Clove hitch – used for tying a piece of rope to a tree, like hanging a rope swing. The knot uses friction to stay put. As you pull on one end of the rope it pulls the other end of the rope in the opposite direction making the knot even tighter.
Selecting a Campsite
When possible, set up camp at a pre-existing campsite. This minimizes impact to the environment. In most cases, pre-existing campsites have been chosen because of their ideal location. If you need to select a new location, consider the following.
Pick a relatively flat spot, avoid gullies or depressions where water can pool
Avoid lone trees, as they can attract lightning
Pick a location under large trees, but make sure there are no dead branches that could fall
Avoid exposed ridges, as the weather can get quite unwelcoming
Avoid fragile vegetation
Starting a Fire
A fire can be a lifesaver when the temperatures dip or you are soaked to the bone. If possible, practice this at home first as trying to build your first fire in wet conditions or high winds can be downright frustrating. Remember to practice Leave No Trace tactics.
The first step is preparing an area for a fire. The key here is to ensure that the fire cannot spread beyond the intended area. Remove any vegetation from directly above and around the intended area. The most common technique is to then outline the area with large rocks. The rocks should not be touching other vegetation as they will heat up and could ignite the touching vegetation. Another option is to build a dirt mound.
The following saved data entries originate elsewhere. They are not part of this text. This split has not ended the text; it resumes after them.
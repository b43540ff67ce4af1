//! Wire-shape tests for the public models.
//!
//! Run with: `cargo test --test model_tests`
#![allow(clippy::unwrap_used, clippy::expect_used)]

use chrono::Utc;
use serde_json::{Map, json};
use uuid::Uuid;

mod project_tests {
    use super::*;
    use cineforge_gateway::models::{CreateProjectRequest, Project};

    #[test]
    fn test_project_omits_missing_description() {
        let now = Utc::now();
        let project = Project {
            id: Uuid::new_v4(),
            owner_id: "user-1".to_string(),
            title: "Pilot".to_string(),
            description: None,
            created_at: now,
            updated_at: now,
        };

        let value = serde_json::to_value(&project).unwrap();
        assert!(value.get("description").is_none());
        assert_eq!(value["owner_id"], "user-1");
        assert_eq!(value["id"], project.id.to_string());
    }

    #[test]
    fn test_project_deserializes_without_description() {
        let raw = json!({
            "id": Uuid::nil(),
            "owner_id": "user-1",
            "title": "Pilot",
            "created_at": "2025-01-01T00:00:00Z",
            "updated_at": "2025-01-01T00:00:00Z",
        });

        let project: Project = serde_json::from_value(raw).unwrap();
        assert_eq!(project.description, None);
        assert_eq!(project.id, Uuid::nil());
    }

    #[test]
    fn test_create_request_rejects_unknown_fields() {
        let result: Result<CreateProjectRequest, _> =
            serde_json::from_value(json!({ "title": "Pilot", "owner_id": "someone-else" }));
        assert!(result.is_err());
    }

    #[test]
    fn test_create_request_description_optional() {
        let request: CreateProjectRequest =
            serde_json::from_value(json!({ "title": "Pilot" })).unwrap();
        assert_eq!(request.title, "Pilot");
        assert!(request.description.is_none());
    }
}

mod response_tests {
    use super::*;
    use cineforge_gateway::models::{HealthResponse, IdentityResponse, ReadyResponse};

    #[test]
    fn test_health_response_shape() {
        let response = HealthResponse {
            status: "ok".to_string(),
            env: "production".to_string(),
            version: "0.1.0".to_string(),
            timestamp: Utc::now(),
            uptime_seconds: 12,
        };

        let value = serde_json::to_value(&response).unwrap();
        assert_eq!(value["status"], "ok");
        assert_eq!(value["env"], "production");
        assert_eq!(value["uptime_seconds"], 12);
        assert!(value["timestamp"].is_string());
    }

    #[test]
    fn test_ready_response_shape() {
        let value = serde_json::to_value(ReadyResponse {
            ready: false,
            store: false,
        })
        .unwrap();
        assert_eq!(value, json!({ "ready": false, "store": false }));
    }

    #[test]
    fn test_identity_response_carries_extra_claims() {
        let mut claims = Map::new();
        claims.insert("role".to_string(), json!("editor"));

        let value = serde_json::to_value(IdentityResponse {
            id: "user-9".to_string(),
            expires_at: 1_700_000_000,
            claims,
        })
        .unwrap();
        assert_eq!(value["id"], "user-9");
        assert_eq!(value["expires_at"], 1_700_000_000);
        assert_eq!(value["claims"]["role"], "editor");
    }
}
Once the area is prepped you want to lay down a base of tinder (dry leaves, small twigs, grass, paper, etc.). Place kindling (small sticks) on top of the tinder in a tee-pee shape. Once the fire gets going you can add progressively larger pieces of wood. You need 2 things to keep a fire going, good ventilation and more wood. Remember to keep a watchful on your fire, as it can grow out of control quickly. Always ensure that the fire is completely out before leaving it unattended. Only you can prevent forest fires!
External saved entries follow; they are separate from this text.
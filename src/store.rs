//! Persistent document store interface.
//!
//! Handlers only see `Arc<dyn ProjectStore>`, injected through
//! [`crate::AppState`]. Every project operation is scoped by owner: a
//! project that exists but belongs to someone else is indistinguishable from
//! one that does not exist.

use std::collections::HashMap;
use std::sync::atomic::{AtomicBool, Ordering};

use async_trait::async_trait;
use chrono::Utc;
use tokio::sync::RwLock;
use tracing::{debug, info};
use uuid::Uuid;

use crate::error::{AppError, AppResult};
use crate::models::{NewProject, Project};

/// Storage for user-owned projects.
#[async_trait]
pub trait ProjectStore: Send + Sync {
    /// Cheap liveness check used by the readiness check.
    async fn ping(&self) -> AppResult<()>;

    /// Projects owned by `owner_id`, newest first.
    async fn list_projects(&self, owner_id: &str) -> AppResult<Vec<Project>>;

    async fn create_project(&self, owner_id: &str, project: NewProject) -> AppResult<Project>;

    /// `None` when the project does not exist or belongs to another owner.
    async fn get_project(&self, id: Uuid, owner_id: &str) -> AppResult<Option<Project>>;

    /// `false` when nothing owned by `owner_id` had that id.
    async fn delete_project(&self, id: Uuid, owner_id: &str) -> AppResult<bool>;

    /// Release connections. Later calls fail with `StoreError`.
    async fn close(&self);
}

/// In-process store, used for development and tests.
#[derive(Debug, Default)]
pub struct MemoryStore {
    projects: RwLock<HashMap<Uuid, Project>>,
    closed: AtomicBool,
}

impl MemoryStore {
    pub fn new() -> Self {
        Self::default()
    }

    fn ensure_open(&self) -> AppResult<()> {
        if self.closed.load(Ordering::Acquire) {
            return Err(AppError::StoreError("store is closed".to_string()));
        }
        Ok(())
    }
}

#[async_trait]
impl ProjectStore for MemoryStore {
    async fn ping(&self) -> AppResult<()> {
        self.ensure_open()
    }

    async fn list_projects(&self, owner_id: &str) -> AppResult<Vec<Project>> {
        self.ensure_open()?;

        let projects = self.projects.read().await;
        let mut owned: Vec<Project> = projects
            .values()
            .filter(|p| p.owner_id == owner_id)
            .cloned()
            .collect();
        owned.sort_by(|a, b| b.created_at.cmp(&a.created_at));
        Ok(owned)
    }

    async fn create_project(&self, owner_id: &str, project: NewProject) -> AppResult<Project> {
        self.ensure_open()?;

        let now = Utc::now();
        let project = Project {
            id: Uuid::new_v4(),
            owner_id: owner_id.to_string(),
            title: project.title,
            description: project.description,
            created_at: now,
            updated_at: now,
        };

        self.projects
            .write()
            .await
            .insert(project.id, project.clone());
        debug!(project_id = %project.id, owner_id, "Project created");
        Ok(project)
    }

    async fn get_project(&self, id: Uuid, owner_id: &str) -> AppResult<Option<Project>> {
        self.ensure_open()?;

        let projects = self.projects.read().await;
        Ok(projects
            .get(&id)
            .filter(|p| p.owner_id == owner_id)
            .cloned())
    }

    async fn delete_project(&self, id: Uuid, owner_id: &str) -> AppResult<bool> {
        self.ensure_open()?;

        let mut projects = self.projects.write().await;
        let owned = projects.get(&id).is_some_and(|p| p.owner_id == owner_id);
        if owned {
            projects.remove(&id);
            debug!(project_id = %id, owner_id, "Project deleted");
        }
        Ok(owned)
    }

    async fn close(&self) {
        if !self.closed.swap(true, Ordering::AcqRel) {
            info!("Memory store closed");
        }
    }
}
When backpacking, keep all food away from your tent for bear safety.
Hanging your food at night is highly recommended. Not only does it prevent bears from getting at your food it will prevent other animals such as raccoons from getting at your source of nourishment. This skill takes a little practice to learn, but after becoming proficient it should only take a few minutes to get your food out of reach.
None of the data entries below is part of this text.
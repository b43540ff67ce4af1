use uuid::Uuid;

use crate::error::{AppError, AppResult};
use crate::models::{CreateProjectRequest, NewProject};

// =============================================================================
// Validation Constants
// =============================================================================

/// Maximum length for project titles, in characters.
pub const MAX_TITLE_LENGTH: usize = 200;

/// Maximum length for project descriptions, in characters.
pub const MAX_DESCRIPTION_LENGTH: usize = 5000;

/// Client-visible message for unknown or foreign projects.
pub const PROJECT_NOT_FOUND: &str = "Project not found.";

/// Validate a project title and return it trimmed.
///
/// Rules:
/// - Must be between 1 and 200 characters after trimming
/// - Cannot contain control characters
pub fn validate_project_title(title: &str) -> AppResult<String> {
    let title = title.trim();

    if title.is_empty() {
        return Err(AppError::BadRequest(
            "Project title cannot be empty".to_string(),
        ));
    }

    let len = title.chars().count();
    if len > MAX_TITLE_LENGTH {
        return Err(AppError::BadRequest(format!(
            "Project title cannot exceed {MAX_TITLE_LENGTH} characters (got {len})"
        )));
    }

    if let Some(pos) = title.chars().position(char::is_control) {
        return Err(AppError::BadRequest(format!(
            "Project title contains invalid control character at position {pos}"
        )));
    }

    Ok(title.to_string())
}

/// Validate an optional description. Blank descriptions become `None`.
///
/// Newlines and tabs are allowed; other control characters are not.
pub fn validate_description(description: Option<&str>) -> AppResult<Option<String>> {
    let Some(description) = description.map(str::trim).filter(|d| !d.is_empty()) else {
        return Ok(None);
    };

    if description.chars().count() > MAX_DESCRIPTION_LENGTH {
        return Err(AppError::BadRequest(format!(
            "Project description cannot exceed {MAX_DESCRIPTION_LENGTH} characters"
        )));
    }

    if description
        .chars()
        .any(|c| c.is_control() && c != '\n' && c != '\t' && c != '\r')
    {
        return Err(AppError::BadRequest(
            "Project description contains invalid control characters".to_string(),
        ));
    }

    Ok(Some(description.to_string()))
}

/// Validate a create request into a [`NewProject`].
pub fn validate_new_project(request: CreateProjectRequest) -> AppResult<NewProject> {
    Ok(NewProject {
        title: validate_project_title(&request.title)?,
        description: validate_description(request.description.as_deref())?,
    })
}

/// Parse a project id from a path segment.
///
/// A malformed id can never match a stored project, so it is reported as
/// not found rather than as a bad request.
pub fn parse_project_id(raw: &str) -> AppResult<Uuid> {
    Uuid::parse_str(raw).map_err(|_| AppError::NotFound(PROJECT_NOT_FOUND.to_string()))
}

#[cfg(test)]
#[allow(clippy::unwrap_used, clippy::expect_used)]
mod tests {
    use super::*;

    #[test]
    fn test_valid_titles() {
        assert_eq!(validate_project_title("Night Shoot").unwrap(), "Night Shoot");
        assert_eq!(validate_project_title("  padded  ").unwrap(), "padded");
        assert!(validate_project_title("a").is_ok());
        assert!(validate_project_title("Épisode 2 – Le Retour").is_ok());
    }

    #[test]
    fn test_empty_title() {
        for title in ["", "   "] {
            let result = validate_project_title(title);
            assert!(result.unwrap_err().to_string().contains("cannot be empty"));
        }
    }

    #[test]
    fn test_title_too_long() {
        let long = "a".repeat(MAX_TITLE_LENGTH + 1);
        let result = validate_project_title(&long);
        assert!(result.unwrap_err().to_string().contains("cannot exceed"));

        // Counted in characters, not bytes
        let multibyte = "é".repeat(MAX_TITLE_LENGTH);
        assert!(validate_project_title(&multibyte).is_ok());
    }

    #[test]
    fn test_title_control_characters() {
        let result = validate_project_title("line\nbreak");
        assert!(
            result
                .unwrap_err()
                .to_string()
                .contains("control character")
        );
    }

    #[test]
    fn test_description_rules() {
        assert_eq!(validate_description(None).unwrap(), None);
        assert_eq!(validate_description(Some("  ")).unwrap(), None);
        assert_eq!(
            validate_description(Some("Act one.\n\tAct two.")).unwrap(),
            Some("Act one.\n\tAct two.".to_string())
        );
        assert!(validate_description(Some("bell\u{7}")).is_err());
        assert!(validate_description(Some(&"x".repeat(MAX_DESCRIPTION_LENGTH + 1))).is_err());
    }

    #[test]
    fn test_parse_project_id() {
        let id = Uuid::new_v4();
        assert_eq!(parse_project_id(&id.to_string()).unwrap(), id);

        let err = parse_project_id("not-a-uuid").unwrap_err();
        assert!(matches!(err, AppError::NotFound(_)));
    }
}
The most common food hanging method is known as the PCT method, named after the Pacific Crest Trail where bears can be a nuisance.
Done properly, your food bag will be suspended at least 10 feet above the ground and will be at least 5 feet below the branch. It will also be about 5 feet from the tree trunk.
These distances prevent animals from reaching the food bag from the nearest limb. Some may prefer not to hang a food bag but prefer to carry a bear canister, however, it can add an extra 3 lbs to your pack. Either way, make sure your food is securely put up and or away to keep all animals out of reach of your vital food source.
Knowing and practicing these essential backpacking skills before you hit the trail can be lifesaving. Being fully prepared will keep you safe and happy on the trails ahead. Venture onward.